[Your goal]: Repeat each entry in full, exactly.

(Beginning of Material for the task)

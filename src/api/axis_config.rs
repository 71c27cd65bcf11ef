use serde::de::DeserializeOwned;
use serde::{Deserialize, Serialize};

use super::TickLabelStyle;
use crate::core::{NiceIntervals, RangePadding, SnappedLimitsConfig, TickSelector, TickStrategy};
use crate::error::{AxisError, AxisResult};
use crate::format::{NumberDisplayMode, NumberFormat};

/// Span at or above which automatic labels switch to compact integers.
pub const COMPACT_INTEGER_MIN_SPAN: f64 = 10.0;

/// Settings for nice-interval tick selection on one axis.
#[derive(Debug, Clone, PartialEq, Serialize, Deserialize)]
#[serde(default)]
pub struct NiceTicksConfig {
    /// Tick count the selector aims for, including both ends.
    pub target_tick_count: usize,
    #[serde(flatten)]
    pub padding: RangePadding,
    pub strategy: TickStrategy,
    /// Overrides the strategy's default interval family.
    pub intervals: Option<Vec<f64>>,
}

impl Default for NiceTicksConfig {
    fn default() -> Self {
        Self {
            target_tick_count: 5,
            padding: RangePadding::default(),
            strategy: TickStrategy::MagnitudeBracketing,
            intervals: None,
        }
    }
}

impl NiceTicksConfig {
    pub fn from_json_str(input: &str) -> AxisResult<Self> {
        let config: Self = parse_json(input, "nice ticks")?;
        config.validate()?;
        Ok(config)
    }

    pub fn validate(&self) -> AxisResult<()> {
        if self.target_tick_count == 0 {
            return Err(AxisError::InvalidConfig(
                "target tick count must be > 0".to_owned(),
            ));
        }
        self.padding.validate()?;
        self.selector()?;
        Ok(())
    }

    /// Builds the selector described by this configuration.
    pub fn selector(&self) -> AxisResult<TickSelector> {
        let selector = TickSelector::new(self.strategy);
        match &self.intervals {
            Some(intervals) => Ok(selector.with_intervals(NiceIntervals::new(
                intervals.iter().copied(),
            )?)),
            None => Ok(selector),
        }
    }
}

/// Settings for interval-snapped value axes with formatted labels.
#[derive(Debug, Clone, PartialEq, Serialize, Deserialize)]
#[serde(default)]
pub struct ValueAxisConfig {
    /// Explicit label mode; automatic selection when `None`.
    pub display: Option<NumberDisplayMode>,
    /// Percent labels; take precedence over currency.
    pub percent: bool,
    pub currency: bool,
    /// Halve visible ticks until at most this many remain.
    pub max_tick_count: Option<usize>,
    pub show_trailing_zeroes: bool,
    /// Keep a whitespace interval between data bounds and limits.
    pub limit_buffer: bool,
    pub force_zero_min: bool,
    pub label_style: TickLabelStyle,
}

impl Default for ValueAxisConfig {
    fn default() -> Self {
        Self {
            display: None,
            percent: false,
            currency: false,
            max_tick_count: None,
            show_trailing_zeroes: false,
            limit_buffer: true,
            force_zero_min: false,
            label_style: TickLabelStyle::default(),
        }
    }
}

impl ValueAxisConfig {
    pub fn from_json_str(input: &str) -> AxisResult<Self> {
        let config: Self = parse_json(input, "value axis")?;
        config.validate()?;
        Ok(config)
    }

    pub fn validate(&self) -> AxisResult<()> {
        if self.max_tick_count == Some(0) {
            return Err(AxisError::InvalidConfig(
                "max tick count must be > 0".to_owned(),
            ));
        }
        self.label_style.validate()?;
        Ok(())
    }

    #[must_use]
    pub fn snapped_limits(&self) -> SnappedLimitsConfig {
        SnappedLimitsConfig {
            buffer: self.limit_buffer,
            force_zero_min: self.force_zero_min,
        }
    }

    /// Resolves the label format for a data span.
    ///
    /// Without an explicit mode: percent when requested, compact integers
    /// for spans of at least ten, floats otherwise.
    #[must_use]
    pub fn number_format(&self, data_span: f64) -> NumberFormat {
        let mode = self.display.unwrap_or(if self.percent {
            NumberDisplayMode::Percent
        } else if data_span >= COMPACT_INTEGER_MIN_SPAN {
            NumberDisplayMode::CompactInteger
        } else {
            NumberDisplayMode::Float
        });
        NumberFormat {
            mode,
            currency: self.currency && mode != NumberDisplayMode::Percent,
            show_trailing_zeroes: self.show_trailing_zeroes,
        }
    }
}

/// Settings for extending an axis limit by whole tick gaps.
#[derive(Debug, Clone, Copy, PartialEq, Default, Serialize, Deserialize)]
#[serde(default)]
pub struct LimitsByTickConfig {
    /// Extra value the axis must reach even if no data is plotted there.
    pub arbitrary_max: Option<f64>,
}

impl LimitsByTickConfig {
    pub fn from_json_str(input: &str) -> AxisResult<Self> {
        let config: Self = parse_json(input, "limits-by-tick")?;
        config.validate()?;
        Ok(config)
    }

    pub fn validate(self) -> AxisResult<Self> {
        if let Some(value) = self.arbitrary_max {
            if !value.is_finite() {
                return Err(AxisError::InvalidConfig(
                    "arbitrary max must be finite".to_owned(),
                ));
            }
        }
        Ok(self)
    }
}

fn parse_json<T: DeserializeOwned>(input: &str, name: &str) -> AxisResult<T> {
    serde_json::from_str(input)
        .map_err(|e| AxisError::InvalidConfig(format!("failed to parse {name} config: {e}")))
}

#[cfg(test)]
mod tests {
    use super::{NiceTicksConfig, ValueAxisConfig};
    use crate::core::TickStrategy;
    use crate::format::NumberDisplayMode;

    #[test]
    fn nice_ticks_config_parses_flattened_padding() {
        let config = NiceTicksConfig::from_json_str(
            r#"{"target_tick_count": 6, "min_buffer_ratio": 0.1, "strategy": "bidirectional_refinement"}"#,
        )
        .expect("parse");
        assert_eq!(config.target_tick_count, 6);
        assert_eq!(config.padding.min_buffer_ratio, 0.1);
        assert_eq!(config.padding.max_buffer_ratio, 0.025);
        assert_eq!(config.strategy, TickStrategy::BidirectionalRefinement);
    }

    #[test]
    fn zero_target_and_unknown_mode_are_rejected() {
        assert!(NiceTicksConfig::from_json_str(r#"{"target_tick_count": 0}"#).is_err());
        assert!(ValueAxisConfig::from_json_str(r#"{"display": "roman"}"#).is_err());
        assert!(NiceTicksConfig::from_json_str(r#"{"intervals": []}"#).is_err());
    }

    #[test]
    fn percent_takes_precedence_over_currency() {
        let config = ValueAxisConfig {
            percent: true,
            currency: true,
            ..ValueAxisConfig::default()
        };
        let format = config.number_format(500.0);
        assert_eq!(format.mode, NumberDisplayMode::Percent);
        assert!(!format.currency);
    }

    #[test]
    fn automatic_mode_follows_data_span() {
        let config = ValueAxisConfig::default();
        assert_eq!(
            config.number_format(10.0).mode,
            NumberDisplayMode::CompactInteger
        );
        assert_eq!(config.number_format(9.5).mode, NumberDisplayMode::Float);
    }
}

(End of Material for the task)

[Task answer]:
filename src/api/axis_config.rs
repository 71c27cd65bcf11ef
use serde::de::DeserializeOwned;
use serde::{Deserialize, Serialize};

use super::TickLabelStyle;
use crate::core::{NiceIntervals, RangePadding, SnappedLimitsConfig, TickSelector, TickStrategy};
use crate::error::{AxisError, AxisResult};
use crate::format::{NumberDisplayMode, NumberFormat};

/// Span at or above which automatic labels switch to compact integers.
pub const COMPACT_INTEGER_MIN_SPAN: f64 = 10.0;

/// Settings for nice-interval tick selection on one axis.
#[derive(Debug, Clone, PartialEq, Serialize, Deserialize)]
#[serde(default)]
pub struct NiceTicksConfig {
    /// Tick count the selector aims for, including both ends.
    pub target_tick_count: usize,
    #[serde(flatten)]
    pub padding: RangePadding,
    pub strategy: TickStrategy,
    /// Overrides the strategy's default interval family.
    pub intervals: Option<Vec<f64>>,
}

impl Default for NiceTicksConfig {
    fn default() -> Self {
        Self {
            target_tick_count: 5,
            padding: RangePadding::default(),
            strategy: TickStrategy::MagnitudeBracketing,
            intervals: None,
        }
    }
}

impl NiceTicksConfig {
    pub fn from_json_str(input: &str) -> AxisResult<Self> {
        let config: Self = parse_json(input, "nice ticks")?;
        config.validate()?;
        Ok(config)
    }

    pub fn validate(&self) -> AxisResult<()> {
        if self.target_tick_count == 0 {
            return Err(AxisError::InvalidConfig(
                "target tick count must be > 0".to_owned(),
            ));
        }
        self.padding.validate()?;
        self.selector()?;
        Ok(())
    }

    /// Builds the selector described by this configuration.
    pub fn selector(&self) -> AxisResult<TickSelector> {
        let selector = TickSelector::new(self.strategy);
        match &self.intervals {
            Some(intervals) => Ok(selector.with_intervals(NiceIntervals::new(
                intervals.iter().copied(),
            )?)),
            None => Ok(selector),
        }
    }
}

/// Settings for interval-snapped value axes with formatted labels.
#[derive(Debug, Clone, PartialEq, Serialize, Deserialize)]
#[serde(default)]
pub struct ValueAxisConfig {
    /// Explicit label mode; automatic selection when `None`.
    pub display: Option<NumberDisplayMode>,
    /// Percent labels; take precedence over currency.
    pub percent: bool,
    pub currency: bool,
    /// Halve visible ticks until at most this many remain.
    pub max_tick_count: Option<usize>,
    pub show_trailing_zeroes: bool,
    /// Keep a whitespace interval between data bounds and limits.
    pub limit_buffer: bool,
    pub force_zero_min: bool,
    pub label_style: TickLabelStyle,
}

impl Default for ValueAxisConfig {
    fn default() -> Self {
        Self {
            display: None,
            percent: false,
            currency: false,
            max_tick_count: None,
            show_trailing_zeroes: false,
            limit_buffer: true,
            force_zero_min: false,
            label_style: TickLabelStyle::default(),
        }
    }
}

impl ValueAxisConfig {
    pub fn from_json_str(input: &str) -> AxisResult<Self> {
        let config: Self = parse_json(input, "value axis")?;
        config.validate()?;
        Ok(config)
    }

    pub fn validate(&self) -> AxisResult<()> {
        if self.max_tick_count == Some(0) {
            return Err(AxisError::InvalidConfig(
                "max tick count must be > 0".to_owned(),
            ));
        }
        self.label_style.validate()?;
        Ok(())
    }

    #[must_use]
    pub fn snapped_limits(&self) -> SnappedLimitsConfig {
        SnappedLimitsConfig {
            buffer: self.limit_buffer,
            force_zero_min: self.force_zero_min,
        }
    }

    /// Resolves the label format for a data span.
    ///
    /// Without an explicit mode: percent when requested, compact integers
    /// for spans of at least ten, floats otherwise.
    #[must_use]
    pub fn number_format(&self, data_span: f64) -> NumberFormat {
        let mode = self.display.unwrap_or(if self.percent {
            NumberDisplayMode::Percent
        } else if data_span >= COMPACT_INTEGER_MIN_SPAN {
            NumberDisplayMode::CompactInteger
        } else {
            NumberDisplayMode::Float
        });
        NumberFormat {
            mode,
            currency: self.currency && mode != NumberDisplayMode::Percent,
            show_trailing_zeroes: self.show_trailing_zeroes,
        }
    }
}

/// Settings for extending an axis limit by whole tick gaps.
#[derive(Debug, Clone, Copy, PartialEq, Default, Serialize, Deserialize)]
#[serde(default)]
pub struct LimitsByTickConfig {
    /// Extra value the axis must reach even if no data is plotted there.
    pub arbitrary_max: Option<f64>,
}

impl LimitsByTickConfig {
    pub fn from_json_str(input: &str) -> AxisResult<Self> {
        let config: Self = parse_json(input, "limits-by-tick")?;
        config.validate()?;
        Ok(config)
    }

    pub fn validate(self) -> AxisResult<Self> {
        if let Some(value) = self.arbitrary_max {
            if !value.is_finite() {
                return Err(AxisError::InvalidConfig(
                    "arbitrary max must be finite".to_owned(),
                ));
            }
        }
        Ok(self)
    }
}

fn parse_json<T: DeserializeOwned>(input: &str, name: &str) -> AxisResult<T> {
    serde_json::from_str(input)
        .map_err(|e| AxisError::InvalidConfig(format!("failed to parse {name} config: {e}")))
}

#[cfg(test)]
mod tests {
    use super::{NiceTicksConfig, ValueAxisConfig};
    use crate::core::TickStrategy;
    use crate::format::NumberDisplayMode;

    #[test]
    fn nice_ticks_config_parses_flattened_padding() {
        let config = NiceTicksConfig::from_json_str(
            r#"{"target_tick_count": 6, "min_buffer_ratio": 0.1, "strategy": "bidirectional_refinement"}"#,
        )
        .expect("parse");
        assert_eq!(config.target_tick_count, 6);
        assert_eq!(config.padding.min_buffer_ratio, 0.1);
        assert_eq!(config.padding.max_buffer_ratio, 0.025);
        assert_eq!(config.strategy, TickStrategy::BidirectionalRefinement);
    }

    #[test]
    fn zero_target_and_unknown_mode_are_rejected() {
        assert!(NiceTicksConfig::from_json_str(r#"{"target_tick_count": 0}"#).is_err());
        assert!(ValueAxisConfig::from_json_str(r#"{"display": "roman"}"#).is_err());
        assert!(NiceTicksConfig::from_json_str(r#"{"intervals": []}"#).is_err());
    }

    #[test]
    fn percent_takes_precedence_over_currency() {
        let config = ValueAxisConfig {
            percent: true,
            currency: true,
            ..ValueAxisConfig::default()
        };
        let format = config.number_format(500.0);
        assert_eq!(format.mode, NumberDisplayMode::Percent);
        assert!(!format.currency);
    }

    #[test]
    fn automatic_mode_follows_data_span() {
        let config = ValueAxisConfig::default();
        assert_eq!(
            config.number_format(10.0).mode,
            NumberDisplayMode::CompactInteger
        );
        assert_eq!(config.number_format(9.5).mode, NumberDisplayMode::Float);
    }
}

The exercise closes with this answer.